▶ _Activity_
Return every record exactly as written.

▶ _Records supplied_
========================================================================
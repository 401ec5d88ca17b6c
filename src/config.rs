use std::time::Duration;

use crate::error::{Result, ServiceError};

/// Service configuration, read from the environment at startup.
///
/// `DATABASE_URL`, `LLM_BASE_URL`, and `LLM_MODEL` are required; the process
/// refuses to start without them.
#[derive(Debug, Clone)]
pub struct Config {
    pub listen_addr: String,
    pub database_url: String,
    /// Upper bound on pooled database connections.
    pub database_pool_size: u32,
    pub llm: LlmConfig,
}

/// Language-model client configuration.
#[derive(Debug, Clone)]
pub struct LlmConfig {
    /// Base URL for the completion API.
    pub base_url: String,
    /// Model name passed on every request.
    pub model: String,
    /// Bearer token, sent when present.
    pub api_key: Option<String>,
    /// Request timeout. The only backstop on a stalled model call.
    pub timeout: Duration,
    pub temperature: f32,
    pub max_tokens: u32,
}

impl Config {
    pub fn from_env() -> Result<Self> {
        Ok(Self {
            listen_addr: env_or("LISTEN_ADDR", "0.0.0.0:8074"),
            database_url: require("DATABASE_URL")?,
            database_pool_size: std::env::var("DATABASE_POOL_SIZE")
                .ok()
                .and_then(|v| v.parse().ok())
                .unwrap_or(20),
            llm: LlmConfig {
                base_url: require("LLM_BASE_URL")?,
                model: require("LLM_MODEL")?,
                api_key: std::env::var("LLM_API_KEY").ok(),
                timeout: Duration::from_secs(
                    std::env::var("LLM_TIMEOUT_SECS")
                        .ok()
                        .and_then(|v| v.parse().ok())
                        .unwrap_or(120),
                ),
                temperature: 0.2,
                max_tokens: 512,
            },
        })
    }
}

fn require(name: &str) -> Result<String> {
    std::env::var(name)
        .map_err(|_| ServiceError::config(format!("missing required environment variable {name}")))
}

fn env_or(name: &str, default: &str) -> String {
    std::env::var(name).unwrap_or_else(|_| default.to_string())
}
========================================================================
▶ _Completed exercise_
repository 401ec5d88ca17b6c
filename src/config.rs
use std::time::Duration;

use crate::error::{Result, ServiceError};

/// Service configuration, read from the environment at startup.
///
/// `DATABASE_URL`, `LLM_BASE_URL`, and `LLM_MODEL` are required; the process
/// refuses to start without them.
#[derive(Debug, Clone)]
pub struct Config {
    pub listen_addr: String,
    pub database_url: String,
    /// Upper bound on pooled database connections.
    pub database_pool_size: u32,
    pub llm: LlmConfig,
}

/// Language-model client configuration.
#[derive(Debug, Clone)]
pub struct LlmConfig {
    /// Base URL for the completion API.
    pub base_url: String,
    /// Model name passed on every request.
    pub model: String,
    /// Bearer token, sent when present.
    pub api_key: Option<String>,
    /// Request timeout. The only backstop on a stalled model call.
    pub timeout: Duration,
    pub temperature: f32,
    pub max_tokens: u32,
}

impl Config {
    pub fn from_env() -> Result<Self> {
        Ok(Self {
            listen_addr: env_or("LISTEN_ADDR", "0.0.0.0:8074"),
            database_url: require("DATABASE_URL")?,
            database_pool_size: std::env::var("DATABASE_POOL_SIZE")
                .ok()
                .and_then(|v| v.parse().ok())
                .unwrap_or(20),
            llm: LlmConfig {
                base_url: require("LLM_BASE_URL")?,
                model: require("LLM_MODEL")?,
                api_key: std::env::var("LLM_API_KEY").ok(),
                timeout: Duration::from_secs(
                    std::env::var("LLM_TIMEOUT_SECS")
                        .ok()
                        .and_then(|v| v.parse().ok())
                        .unwrap_or(120),
                ),
                temperature: 0.2,
                max_tokens: 512,
            },
        })
    }
}

fn require(name: &str) -> Result<String> {
    std::env::var(name)
        .map_err(|_| ServiceError::config(format!("missing required environment variable {name}")))
}

fn env_or(name: &str, default: &str) -> String {
    std::env::var(name).unwrap_or_else(|_| default.to_string())
}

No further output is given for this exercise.